Location: Forage-animal Production ResearchTitle: Substrates of the Arabidopsis thaliana protein isoaspartyl methyltransferasel identified using phage display and biopanning) Author
|Zhou, Zhaouhui 'sunny|
Submitted to: Journal of Biological Chemistry
Publication Type: Peer Reviewed Journal
Publication Acceptance Date: 9/24/2010
Publication Date: 9/24/2010
Citation: Chen, T., Martin, D., Nayak, N., Majee, S.M., Lowenson, J., Schafermeyer, K.R., Eliopoulos, A.C., Lloyd, T.D., Villa, S., Dinkins, R.D., Perry, S.E., Forsthoefel, N.R., Clarke, S.G., Vernon, D.M., Zhou, Z., Rejtar, T., Downie, B. 2010. Substrates of the Arabidopsis thaliana protein isoaspartyl methyltransferasel identified using phage display and biopanning. Journal of Biological Chemistry. 285:37281-37292. Interpretive Summary: The role of PROTEIN ISOASPARTYL-METHYLTRANSFERASE (PIMT) in repairing damaged proteins in-planta has been hindered by large amounts of isoaspartate-containing storage proteins in the seed. In order to circumvent this problem . a seed phage display library was constructed and tested under condition s that bind PIMT to the protein fragments. This approach allowed for the isolation of 17 putative in frame targets of PIMT. Five targets were recovered independently in different experiments. Two in-frame targets were produced in E. coli as recombinant protein and shown, by on blot methylation experiments acquire isoAspartate, thus becoming a PIMT target. Mutant analysis of plants deficient in three of the in-frame PIMT targets resulted in demonstrable phenotypes during seed development and/or germination. These results suggest that impaired PIMT activity would hinder protein function in these various targets, possibly resulting poor seed performance (quality).

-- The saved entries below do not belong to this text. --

//! Handler configuration.
//!
//! Loads, validates, and merges a `config.toml`. Stock defaults are serialized
//! to a TOML table first and the user file is merged on top, so a config file
//! only needs the keys it wants to change.
//!
//! ## Configuration Options
//!
//! ```toml
//! # All options are optional - defaults shown below
//!
//! [matching]
//! negative_constraints = "unconstrained"  # or "reject"
//! ratio_tolerance = 0.05
//!
//! [crop]
//! source = "largest-fitting"              # or "smallest-fitting", "original"
//!
//! [files]
//! image_extensions = ["gif", "jpg", "jpeg", "png"]
//! flash_extensions = ["swf"]
//! thumbnail_prefix = "cq5dam.thumbnail."
//!
//! [[formats]]
//! name = "teaser"
//! ratio = [16, 9]
//! min_width = 400
//! extensions = ["jpg", "png"]
//! ```
//!
//! Unknown keys are rejected to catch typos early.

use crate::format::{FormatError, FormatRegistry, MediaFormat, MediaFormatBuilder};
use crate::rendition::FileTypes;
use serde::{Deserialize, Serialize};
use std::collections::BTreeMap;
use std::fs;
use std::path::Path;
use thiserror::Error;

#[derive(Error, Debug)]
pub enum ConfigError {
    #[error("IO error: {0}")]
    Io(#[from] std::io::Error),
    #[error("TOML parse error: {0}")]
    Toml(#[from] toml::de::Error),
    #[error("Config validation error: {0}")]
    Validation(String),
    #[error("Invalid media format definition: {0}")]
    Format(#[from] FormatError),
}

/// Handler configuration loaded from `config.toml`.
#[derive(Debug, Clone, Default, Serialize, Deserialize)]
#[serde(default, deny_unknown_fields)]
pub struct HandlerConfig {
    /// Constraint matching behavior.
    pub matching: MatchingConfig,
    /// Virtual crop rendition settings.
    pub crop: CropConfig,
    /// File type classification.
    pub files: FilesConfig,
    /// Media format definitions.
    pub formats: Vec<MediaFormatConfig>,
}

impl HandlerConfig {
    /// Validate config values are within acceptable ranges.
    pub fn validate(&self) -> Result<(), ConfigError> {
        if !(0.0..1.0).contains(&self.matching.ratio_tolerance) {
            return Err(ConfigError::Validation(
                "matching.ratio_tolerance must be in [0, 1)".into(),
            ));
        }
        if self.files.image_extensions.is_empty() {
            return Err(ConfigError::Validation(
                "files.image_extensions must not be empty".into(),
            ));
        }
        let mut seen = std::collections::HashSet::new();
        for format in &self.formats {
            if !seen.insert(format.name.as_str()) {
                return Err(ConfigError::Validation(format!(
                    "duplicate media format name {:?}",
                    format.name
                )));
            }
        }
        Ok(())
    }

    /// Build every configured media format into a registry.
    pub fn format_registry(&self) -> Result<FormatRegistry, ConfigError> {
        self.formats
            .iter()
            .map(|f| f.build().map_err(ConfigError::from))
            .collect()
    }
}

/// How matchers treat negative numeric constraints, which the format builder
/// accepts without validation.
#[derive(Debug, Clone, Copy, Default, PartialEq, Eq, Serialize, Deserialize)]
#[serde(rename_all = "kebab-case")]
pub enum NegativeConstraintPolicy {
    /// Negative values constrain nothing, like `0`.
    #[default]
    Unconstrained,
    /// A format with any negative value never matches.
    Reject,
}

/// Which stored rendition a virtual crop is cut from.
#[derive(Debug, Clone, Copy, Default, PartialEq, Eq, Serialize, Deserialize)]
#[serde(rename_all = "kebab-case")]
pub enum CropSourcePolicy {
    /// Largest non-original rendition that contains the crop; the original
    /// only when no other rendition fits.
    #[default]
    LargestFitting,
    /// Smallest rendition (original included) that contains the crop.
    SmallestFitting,
    /// Always the original, if it contains the crop.
    Original,
}

#[derive(Debug, Clone, Serialize, Deserialize)]
#[serde(default, deny_unknown_fields)]
pub struct MatchingConfig {
    pub negative_constraints: NegativeConstraintPolicy,
    /// Allowed absolute difference between candidate and format ratio.
    pub ratio_tolerance: f64,
}

impl Default for MatchingConfig {
    fn default() -> Self {
        Self {
            negative_constraints: NegativeConstraintPolicy::default(),
            ratio_tolerance: crate::selection::RATIO_TOLERANCE,
        }
    }
}

#[derive(Debug, Clone, Default, Serialize, Deserialize)]
#[serde(default, deny_unknown_fields)]
pub struct CropConfig {
    pub source: CropSourcePolicy,
}

#[derive(Debug, Clone, Serialize, Deserialize)]
#[serde(default, deny_unknown_fields)]
pub struct FilesConfig {
    /// Extensions rendered inline as images.
    pub image_extensions: Vec<String>,
    /// Extensions handled as flash movies.
    pub flash_extensions: Vec<String>,
    /// Rendition names starting with this prefix are asset thumbnails.
    pub thumbnail_prefix: String,
}

impl FilesConfig {
    pub fn file_types(&self) -> FileTypes {
        FileTypes {
            image_extensions: self.image_extensions.clone(),
            flash_extensions: self.flash_extensions.clone(),
        }
    }
}

impl Default for FilesConfig {
    fn default() -> Self {
        let types = FileTypes::default();
        Self {
            image_extensions: types.image_extensions,
            flash_extensions: types.flash_extensions,
            thumbnail_prefix: "cq5dam.thumbnail.".to_string(),
        }
    }
}

/// A media format as written in `config.toml`.
#[derive(Debug, Clone, Default, Serialize, Deserialize)]
#[serde(default, deny_unknown_fields)]
pub struct MediaFormatConfig {
    pub name: String,
    #[serde(skip_serializing_if = "Option::is_none")]
    pub label: Option<String>,
    #[serde(skip_serializing_if = "Option::is_none")]
    pub description: Option<String>,
    pub width: i64,
    pub height: i64,
    pub min_width: i64,
    pub max_width: i64,
    pub min_height: i64,
    pub max_height: i64,
    /// `[width, height]` ratio pair.
    #[serde(skip_serializing_if = "Option::is_none")]
    pub ratio: Option<[i64; 2]>,
    pub file_size_max: i64,
    pub extensions: Vec<String>,
    #[serde(skip_serializing_if = "Option::is_none")]
    pub rendition_group: Option<String>,
    pub download: bool,
    pub internal: bool,
    pub ranking: i32,
    pub properties: BTreeMap<String, toml::Value>,
}

impl MediaFormatConfig {
    pub fn build(&self) -> Result<MediaFormat, FormatError> {
        let mut builder = MediaFormatBuilder::create(self.name.as_str())
            .width(self.width)
            .height(self.height)
            .width_range(self.min_width, self.max_width)
            .height_range(self.min_height, self.max_height)
            .file_size_max(self.file_size_max)
            .extensions(&self.extensions)
            .download(self.download)
            .internal(self.internal)
            .ranking(self.ranking)
            .properties(
                self.properties
                    .iter()
                    .map(|(k, v)| (k.clone(), toml_to_json(v))),
            );
        if let Some([w, h]) = self.ratio {
            builder = builder.ratio_of(w, h);
        }
        if let Some(label) = &self.label {
            builder = builder.label(label);
        }
        if let Some(description) = &self.description {
            builder = builder.description(description);
        }
        if let Some(group) = &self.rendition_group {
            builder = builder.rendition_group(group);
        }
        builder.build()
    }
}

fn toml_to_json(value: &toml::Value) -> serde_json::Value {
    match value {
        toml::Value::String(s) => serde_json::Value::String(s.clone()),
        toml::Value::Integer(i) => serde_json::Value::from(*i),
        toml::Value::Float(f) => serde_json::Value::from(*f),
        toml::Value::Boolean(b) => serde_json::Value::Bool(*b),
        toml::Value::Datetime(d) => serde_json::Value::String(d.to_string()),
        toml::Value::Array(items) => items.iter().map(toml_to_json).collect(),
        toml::Value::Table(table) => serde_json::Value::Object(
            table
                .iter()
                .map(|(k, v)| (k.clone(), toml_to_json(v)))
                .collect(),
        ),
    }
}

// =============================================================================
// Config loading, merging, and validation
// =============================================================================

/// Returns the stock default config as a `toml::Value::Table`.
pub fn stock_defaults_value() -> toml::Value {
    toml::Value::try_from(HandlerConfig::default()).expect("default config must serialize")
}

/// Recursively merge `overlay` on top of `base`.
///
/// - Tables are merged key-by-key (overlay keys override base keys).
/// - Non-table values in overlay replace base values entirely.
/// - Keys in base that are not in overlay are preserved.
pub fn merge_toml(base: toml::Value, overlay: toml::Value) -> toml::Value {
    match (base, overlay) {
        (toml::Value::Table(mut base_table), toml::Value::Table(overlay_table)) => {
            for (key, overlay_val) in overlay_table {
                let merged = match base_table.remove(&key) {
                    Some(base_val) => merge_toml(base_val, overlay_val),
                    None => overlay_val,
                };
                base_table.insert(key, merged);
            }
            toml::Value::Table(base_table)
        }
        (_, overlay) => overlay,
    }
}

/// Merge an optional overlay onto the stock defaults, then deserialize and
/// validate.
pub fn resolve_config(overlay: Option<toml::Value>) -> Result<HandlerConfig, ConfigError> {
    let base = stock_defaults_value();
    let merged = match overlay {
        Some(ov) => merge_toml(base, ov),
        None => base,
    };
    let config: HandlerConfig = merged.try_into()?;
    config.validate()?;
    Ok(config)
}

/// Load a config file. A missing file yields the stock defaults.
pub fn load_config(path: &Path) -> Result<HandlerConfig, ConfigError> {
    if !path.exists() {
        return resolve_config(None);
    }
    let content = fs::read_to_string(path)?;
    let value: toml::Value = toml::from_str(&content)?;
    resolve_config(Some(value))
}

/// Returns a fully-commented stock `config.toml`.
///
/// Used by the `gen-config` CLI command.
pub fn stock_config_toml() -> &'static str {
    r##"# Media Handler Configuration
# ===========================
# All settings are optional. Values shown below are the defaults.
# Unknown keys will cause an error.

# ---------------------------------------------------------------------------
# Constraint matching
# ---------------------------------------------------------------------------
[matching]
# How negative widths, heights, ratios and file sizes in a media format are
# treated: "unconstrained" (same as 0) or "reject" (the format never matches).
negative_constraints = "unconstrained"

# Allowed absolute difference between a rendition's width/height ratio and
# the media format ratio.
ratio_tolerance = 0.05

# ---------------------------------------------------------------------------
# Virtual crop renditions
# ---------------------------------------------------------------------------
[crop]
# Stored rendition a requested crop is cut from:
#   "largest-fitting"  - largest non-original rendition containing the crop,
#                        falling back to the original
#   "smallest-fitting" - smallest rendition containing the crop
#   "original"         - always the original
source = "largest-fitting"

# ---------------------------------------------------------------------------
# File types
# ---------------------------------------------------------------------------
[files]
# Extensions rendered inline as images. Everything else is a download.
image_extensions = ["gif", "jpg", "jpeg", "png"]

# Extensions handled as flash movies.
flash_extensions = ["swf"]

# Renditions whose name starts with this prefix are asset thumbnails and are
# only offered when thumbnails are requested explicitly.
thumbnail_prefix = "cq5dam.thumbnail."

# ---------------------------------------------------------------------------
# Media formats
# ---------------------------------------------------------------------------
# Each [[formats]] entry defines one named media format. Numeric values of 0
# mean "unconstrained". Lower ranking is preferred.
#
# [[formats]]
# name = "home_stage"
# label = "Home Stage"
# width = 960
# height = 315
# extensions = ["jpg", "png"]
# rendition_group = "stage"
# ranking = 10
#
# [[formats]]
# name = "teaser"
# ratio = [16, 9]
# min_width = 400
# max_width = 1280
#
# [[formats]]
# name = "download"
# download = true
# extensions = ["pdf", "zip"]
# file_size_max = 10485760
"##
}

Technical Abstract: The role of PROTEIN ISOASPARTYL-METHYLTRANSFERASE (PIMT) in repairing a wide assortment of damaged proteins in a host of organisms has been inferred from the affinity of the enzyme for isoaspartyl residues in a plethora of amino acid contexts. The identification of specific PIMT target proteins in plant seeds, where the enzyme is highly active and proteome long-lived, has been hindered by large amounts of isoaspartate-containing storage proteins. Mature seed phage display libraries circumvented storage protein abundance. Inclusion of the PIMT co-substrate, AdoMet, during panning, permitted PIMT to retain aged phage in greater numbers than controls lacking co-substrate or when PIMT protein binding was poisoned with AdoHcy. At 4 rounds, hitherto increasing phage titer plateaued in AdoMet containing pans (consolidating around a few, highly represented sequences) while titer declined in both controls. This strategy identified 17 in-frame, PIMT target proteins, including a cupin-family protein similar to those identified previously using on-blot methylation (OBM). All recovered phage, regardless of reading-frame, had at least one susceptible D or N residue. Five targets were recovered independently in separate pans, as different clones, and/or from different libraries. Two in-frame targets were produced in E. coli as recombinant protein and shown, by OBM, to acquire isoAsp, becoming a PIMT target. Both gained isoAsp rapidly in solution (one to a high titer) upon thermal insult. Mutant analysis of plants deficient in any of three in-frame PIMT targets resulted in demonstrable phenotypes. An over-representation of clones encoding proteins involved in protein production suggests that the translational apparatus comprises a sub-group for which PIMT-mediated repair is vital for orthodox seed longevity. Impaired PIMT activity would simultaneously hinder protein function in these various targets, possibly resulting in a malaise and poor seed performance (quality).